Cette affaire a donné lieu une saisine de la CEPC par le Tribunal de commerce, laquelle a estimé, dans son avis n°18-6, qu’« une remise liée au bénéfice du CICE, de même qu’un escompte justifié par un délai de paiement non respecté, constituent des avantages sans contrepartie effectivement rendue en violation de l’article L. 442-6, I, 1° du code de commerce ».
Suivant cet avis, le Tribunal de commerce a enjoint à la société OC Résidence de cesser ses pratiques commerciales illicites et l’a condamné à la restitution des sommes indues perçues, par un jugement du 18 janvier 2019.
Par un arrêt du 4 novembre 2020, la Cour d’appel de Paris a réformé partiellement le jugement de première instance en considérant, d’une part, que la pratique de l’escompte litigieux n’était pas établie par les éléments de l’enquête et, d’autre part, concernant la pratique de la remise de 2% au titre du CICE, que l’article L. 442-6, I, 1° du code de commerce, ne s’appliquait pas aux réductions de prix au motif que « lorsque le prix n’a pas fait l’objet d’une libre négociation, son contrôle judiciaire ne s’effectue pas en dehors du déséquilibre significatif, au sens de l’article L. 442-6, I, 2° du code de commerce » (CA Paris, ch. 5-4, 4 nov. 2020, RG n°19/09129).
Saisie d’un pourvoi, la Cour de cassation a eu l’occasion de préciser le champ d’application du contrôle de l’avantage obtenu sans contrepartie, en se prononçant sur les questions de savoir si l’article L. 442-6, I, 1° du code de commerce s’applique :
1) aux relations entre un constructeur de maison individuelle et ses sous-traitants ;
2) aux réductions de prix.
Concernant la première question, confirmant sur ce point l’arrêt d’appel, la Cour de cassation, considère que l’article L.442-6, I (ancien) du code de commerce trouve pleinement à s’appliquer dans le cadre d’une relation de sous-traitance dans la mesure où ce texte n’édicte aucune règle incompatible avec la protection spéciale des sous-traitant prévue par le code de la construction.
Concernant la seconde question, cassant et annulant sur ce point l’arrêt d’appel, la Cour de cassation considère que « l’application de l’article L.442-6, I, 1° du code de commerce exige seulement que soit constatée l’obtention d’un avantage quelconque (…) ne correspondant à aucun service commercial effectivement rendu ou manifestement disproportionné au regard de la valeur du service rendu, quelle que soit la nature de cet avantage ».

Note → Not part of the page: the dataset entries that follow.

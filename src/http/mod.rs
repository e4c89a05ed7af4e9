//! Auxiliary HTTP endpoint.
//!
//! # Data Flow
//! ```text
//! HTTP listener (net::serve)
//!     → request.rs (request id, trace span)
//!     → server.rs (/healthz, /readyz, /metrics)
//! ```
//!
//! The request-id layer is shared with the remote-call router.

pub mod request;
pub mod server;

pub use request::{request_id, MakeRequestUuid, RequestIdExt, X_REQUEST_ID};
pub use server::{router, HttpState};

Dès lors, l’avantage consistant en une réduction de prix imposée peut donc être soumis au contrôle de l’article L. 442-6, I, 1° du code de commerce.

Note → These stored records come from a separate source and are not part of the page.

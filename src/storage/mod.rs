// Copyright 2026 Daniel Pelikan
//
// Licensed under the Apache License, Version 2.0 (the "License");
// you may not use this file except in compliance with the License.
// You may obtain a copy of the License at
//
//     http://www.apache.org/licenses/LICENSE-2.0
//
// Unless required by applicable law or agreed to in writing, software
// distributed under the License is distributed on an "AS IS" BASIS,
// WITHOUT WARRANTIES OR CONDITIONS OF ANY KIND, either express or implied.
// See the License for the specific language governing permissions and
// limitations under the License.

//! Storage module.
//!
//! Recent readings live in a bounded in-memory buffer; a durable store,
//! when configured, keeps the full history.

mod readings;
mod retention;
mod stats;

pub use readings::ReadingDb;
pub use retention::{RetentionBuffer, DEFAULT_RETENTION_CAPACITY};
pub use stats::ReadingSummary;

use anyhow::Result;
use parking_lot::Mutex;
use std::sync::Arc;
use std::time::{Duration as StdDuration, Instant};
use tokio::runtime::{Handle, RuntimeFlavor};
use tracing::{debug, info, warn};

use crate::bluetooth::Reading;

/// Default age after which durable readings are deleted.
pub const DEFAULT_MAX_AGE_DAYS: u32 = 7;

/// Persistent reading storage.
pub trait DurableStore: Send + Sync {
    /// Persist one reading.
    fn append(&self, reading: &Reading) -> Result<()>;

    /// Readings from the last `days` days, newest first.
    fn query_last_days(&self, days: u32) -> Result<Vec<Reading>>;

    /// Delete readings older than `age`, returning how many were removed.
    fn delete_older_than(&self, age: chrono::Duration) -> Result<usize>;

    /// Delete everything.
    fn clear_all(&self) -> Result<()>;
}

/// Sink for accepted readings.
///
/// Persistence failures are logged and never affect the in-memory buffer.
pub struct ReadingStore {
    retention: Mutex<RetentionBuffer>,
    durable: Option<Arc<dyn DurableStore>>,
    max_age: chrono::Duration,
    prune_interval: StdDuration,
    last_prune: Mutex<Option<Instant>>,
}

impl ReadingStore {
    /// Create a memory-only store.
    pub fn new(capacity: usize) -> Self {
        Self {
            retention: Mutex::new(RetentionBuffer::new(capacity)),
            durable: None,
            max_age: chrono::Duration::days(i64::from(DEFAULT_MAX_AGE_DAYS)),
            prune_interval: StdDuration::from_secs(60),
            last_prune: Mutex::new(None),
        }
    }

    /// Attach a durable store.
    pub fn with_durable(mut self, durable: Arc<dyn DurableStore>) -> Self {
        self.durable = Some(durable);
        self
    }

    /// Set how old durable readings may get and how often to check.
    pub fn with_ageing(mut self, max_age: chrono::Duration, prune_interval: StdDuration) -> Self {
        self.max_age = max_age;
        self.prune_interval = prune_interval;
        self
    }

    /// Store an accepted reading.
    ///
    /// Durable writes are synchronous. On a multi-threaded runtime they run
    /// through `block_in_place` so other tasks keep moving.
    pub fn append(&self, reading: Reading) {
        if let Some(durable) = &self.durable {
            run_blocking(|| {
                if let Err(e) = durable.append(&reading) {
                    warn!("Failed to persist reading: {}", e);
                }
                self.prune_if_due(durable.as_ref());
            });
        }

        if let Some(evicted) = self.retention.lock().push(reading) {
            debug!("Retention buffer full, evicted reading from {}", evicted.timestamp());
        }
    }

    fn prune_if_due(&self, durable: &dyn DurableStore) {
        let due = {
            let mut last = self.last_prune.lock();
            match *last {
                Some(at) if at.elapsed() < self.prune_interval => false,
                _ => {
                    *last = Some(Instant::now());
                    true
                }
            }
        };

        if !due {
            return;
        }

        match durable.delete_older_than(self.max_age) {
            Ok(0) => {}
            Ok(deleted) => info!("Deleted {} expired readings", deleted),
            Err(e) => warn!("Failed to delete expired readings: {}", e),
        }
    }

    /// Copy of the retained readings, oldest first.
    pub fn snapshot(&self) -> Vec<Reading> {
        self.retention.lock().snapshot()
    }

    /// Most recent retained reading.
    pub fn latest(&self) -> Option<Reading> {
        self.retention.lock().latest().cloned()
    }

    pub fn len(&self) -> usize {
        self.retention.lock().len()
    }

    pub fn is_empty(&self) -> bool {
        self.retention.lock().is_empty()
    }

    /// Empty the in-memory buffer. Durable copies are kept.
    pub fn clear(&self) {
        self.retention.lock().clear();
    }

    pub fn durable(&self) -> Option<&Arc<dyn DurableStore>> {
        self.durable.as_ref()
    }
}

fn run_blocking<T>(f: impl FnOnce() -> T) -> T {
    match Handle::try_current() {
        Ok(handle) if handle.runtime_flavor() == RuntimeFlavor::MultiThread => {
            tokio::task::block_in_place(f)
        }
        _ => f(),
    }
}

impl Default for ReadingStore {
    fn default() -> Self {
        Self::new(DEFAULT_RETENTION_CAPACITY)
    }
}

Cette solution est aisément transposable au nouvel article L. 442-1, I, 1° du code de commerce, issu de l’ordonnance du 24 avril 2019, dont la substance reste la même que l’ancien article L.442-6, I, 1°.

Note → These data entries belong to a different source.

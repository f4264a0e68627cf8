// Copyright 2026 Daniel Pelikan
//
// Licensed under the Apache License, Version 2.0 (the "License");
// you may not use this file except in compliance with the License.
// You may obtain a copy of the License at
//
//     http://www.apache.org/licenses/LICENSE-2.0
//
// Unless required by applicable law or agreed to in writing, software
// distributed under the License is distributed on an "AS IS" BASIS,
// WITHOUT WARRANTIES OR CONDITIONS OF ANY KIND, either express or implied.
// See the License for the specific language governing permissions and
// limitations under the License.

//! Reading database using SQLite.

use anyhow::{anyhow, Result};
use chrono::{DateTime, Duration, Local, TimeZone};
use parking_lot::Mutex;
use rusqlite::{params, Connection};
use std::path::Path;
use std::sync::Arc;
use tracing::{debug, info};

use super::DurableStore;
use crate::bluetooth::{Reading, ReadingKind};

/// Durable reading store.
#[derive(Clone)]
pub struct ReadingDb {
    conn: Arc<Mutex<Connection>>,
}

impl ReadingDb {
    /// Create or open the reading database.
    pub fn new(data_dir: &Path) -> Result<Self> {
        std::fs::create_dir_all(data_dir)?;
        let db_path = data_dir.join("readings.db");
        info!("Opening reading database: {:?}", db_path);

        let conn = Connection::open(&db_path)?;

        // Create tables
        conn.execute(
            "CREATE TABLE IF NOT EXISTS readings (
                id INTEGER PRIMARY KEY AUTOINCREMENT,
                timestamp_ms INTEGER NOT NULL,
                kind INTEGER NOT NULL,
                value REAL NOT NULL
            )",
            [],
        )?;

        conn.execute(
            "CREATE INDEX IF NOT EXISTS idx_readings_timestamp ON readings(timestamp_ms DESC)",
            [],
        )?;

        Ok(Self {
            conn: Arc::new(Mutex::new(conn)),
        })
    }

    /// Readings received at or after `since`, newest first.
    pub fn query_since(&self, since: DateTime<Local>) -> Result<Vec<Reading>> {
        let conn = self.conn.lock();
        let mut stmt = conn.prepare(
            "SELECT timestamp_ms, kind, value
             FROM readings
             WHERE timestamp_ms >= ?1
             ORDER BY timestamp_ms DESC, id DESC",
        )?;

        let rows = stmt
            .query_map([since.timestamp_millis()], |row| {
                Ok((
                    row.get::<_, i64>(0)?,
                    row.get::<_, i64>(1)?,
                    row.get::<_, f64>(2)?,
                ))
            })?
            .collect::<Result<Vec<_>, _>>()?;

        rows.into_iter()
            .map(|(timestamp_ms, kind, value)| {
                let timestamp = Local
                    .timestamp_millis_opt(timestamp_ms)
                    .single()
                    .ok_or_else(|| anyhow!("Invalid timestamp in database: {}", timestamp_ms))?;
                let kind = ReadingKind::from_code(kind)
                    .ok_or_else(|| anyhow!("Unknown reading kind in database: {}", kind))?;
                Ok(Reading::new(kind, value as f32, timestamp))
            })
            .collect()
    }

    /// Get total reading count.
    pub fn count(&self) -> Result<u64> {
        let conn = self.conn.lock();
        let count: i64 = conn.query_row("SELECT COUNT(*) FROM readings", [], |row| row.get(0))?;
        Ok(count as u64)
    }

    /// Get reading count for one kind.
    pub fn count_by_kind(&self, kind: ReadingKind) -> Result<u64> {
        let conn = self.conn.lock();
        let count: i64 = conn.query_row(
            "SELECT COUNT(*) FROM readings WHERE kind = ?1",
            [kind.code()],
            |row| row.get(0),
        )?;
        Ok(count as u64)
    }
}

impl DurableStore for ReadingDb {
    fn append(&self, reading: &Reading) -> Result<()> {
        let conn = self.conn.lock();
        conn.execute(
            "INSERT INTO readings (timestamp_ms, kind, value) VALUES (?1, ?2, ?3)",
            params![
                reading.timestamp().timestamp_millis(),
                reading.kind().code(),
                reading.value() as f64
            ],
        )?;
        Ok(())
    }

    fn query_last_days(&self, days: u32) -> Result<Vec<Reading>> {
        self.query_since(Local::now() - Duration::days(i64::from(days)))
    }

    fn delete_older_than(&self, age: Duration) -> Result<usize> {
        let cutoff = Local::now() - age;
        let conn = self.conn.lock();
        let deleted = conn.execute(
            "DELETE FROM readings WHERE timestamp_ms < ?1",
            [cutoff.timestamp_millis()],
        )?;
        if deleted > 0 {
            debug!("Deleted {} readings older than {}", deleted, cutoff);
        }
        Ok(deleted)
    }

    fn clear_all(&self) -> Result<()> {
        let conn = self.conn.lock();
        conn.execute("DELETE FROM readings", [])?;
        info!("Reading database cleared");
        Ok(())
    }
}

#[cfg(test)]
mod tests {
    use super::*;
    use tempfile::tempdir;

    fn reading_at(kind: ReadingKind, value: f32, age: Duration) -> Reading {
        Reading::new(kind, value, Local::now() - age)
    }

    #[test]
    fn test_append_and_query() {
        let dir = tempdir().unwrap();
        let db = ReadingDb::new(dir.path()).unwrap();

        db.append(&reading_at(ReadingKind::OxygenPercent, 20.9, Duration::minutes(2)))
            .unwrap();
        db.append(&reading_at(ReadingKind::Voltage, 3.3, Duration::minutes(1)))
            .unwrap();

        let readings = db.query_last_days(7).unwrap();
        assert_eq!(readings.len(), 2);
        assert_eq!(readings[0].kind(), ReadingKind::Voltage);
        assert_eq!(readings[0].value(), 3.3);
        assert_eq!(readings[1].kind(), ReadingKind::OxygenPercent);
        assert_eq!(readings[1].value(), 20.9);
    }

    #[test]
    fn test_query_window() {
        let dir = tempdir().unwrap();
        let db = ReadingDb::new(dir.path()).unwrap();

        db.append(&reading_at(ReadingKind::RawAdc, 1.0, Duration::days(10)))
            .unwrap();
        db.append(&reading_at(ReadingKind::RawAdc, 2.0, Duration::hours(1)))
            .unwrap();

        let readings = db.query_last_days(7).unwrap();
        assert_eq!(readings.len(), 1);
        assert_eq!(readings[0].value(), 2.0);
        assert_eq!(db.count().unwrap(), 2);
    }

    #[test]
    fn test_delete_older_than() {
        let dir = tempdir().unwrap();
        let db = ReadingDb::new(dir.path()).unwrap();

        db.append(&reading_at(ReadingKind::Voltage, 3.1, Duration::days(8)))
            .unwrap();
        db.append(&reading_at(ReadingKind::Voltage, 3.2, Duration::days(9)))
            .unwrap();
        db.append(&reading_at(ReadingKind::Voltage, 3.3, Duration::days(1)))
            .unwrap();

        assert_eq!(db.delete_older_than(Duration::days(7)).unwrap(), 2);
        assert_eq!(db.count().unwrap(), 1);
        assert_eq!(db.delete_older_than(Duration::days(7)).unwrap(), 0);
    }

    #[test]
    fn test_count_by_kind_and_clear() {
        let dir = tempdir().unwrap();
        let db = ReadingDb::new(dir.path()).unwrap();

        for value in [20.1, 20.2, 20.3] {
            db.append(&reading_at(ReadingKind::OxygenPercent, value, Duration::zero()))
                .unwrap();
        }
        db.append(&reading_at(ReadingKind::RawAdc, 512.0, Duration::zero()))
            .unwrap();

        assert_eq!(db.count_by_kind(ReadingKind::OxygenPercent).unwrap(), 3);
        assert_eq!(db.count_by_kind(ReadingKind::RawAdc).unwrap(), 1);
        assert_eq!(db.count_by_kind(ReadingKind::Voltage).unwrap(), 0);

        db.clear_all().unwrap();
        assert_eq!(db.count().unwrap(), 0);
    }

    #[test]
    fn test_reopen_keeps_data() {
        let dir = tempdir().unwrap();
        {
            let db = ReadingDb::new(dir.path()).unwrap();
            db.append(&reading_at(ReadingKind::RawAdc, 7.0, Duration::zero()))
                .unwrap();
        }

        let db = ReadingDb::new(dir.path()).unwrap();
        assert_eq!(db.count().unwrap(), 1);
    }
}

Pour critiquer une réduction de prix imposée, on pourra donc désormais se fonder sur le déséquilibre significatif ou sur l’avantage sans contrepartie en l’absence de déséquilibre significatif.
Enfin, concernant l’escompte, la Cour de cassation a considéré que la cour d’appel n’avait pas analysé les factures et tableaux récapitulatifs produits alors qu’elle avait retenu, pour accueillir l’appel formé par la société OC résidences, qu’il n’était « nullement contradictoirement établi » qu’un escompte aurait été perçu en dehors des prévisions contractuelles.
Il conviendra donc d’être attentif à l’arrêt de la cour d’appel de renvoi qui se prononcera sur la sanction au titre de l’octroi indu de la remise de 2% et sur la qualification de la pratique concernant l’escompte.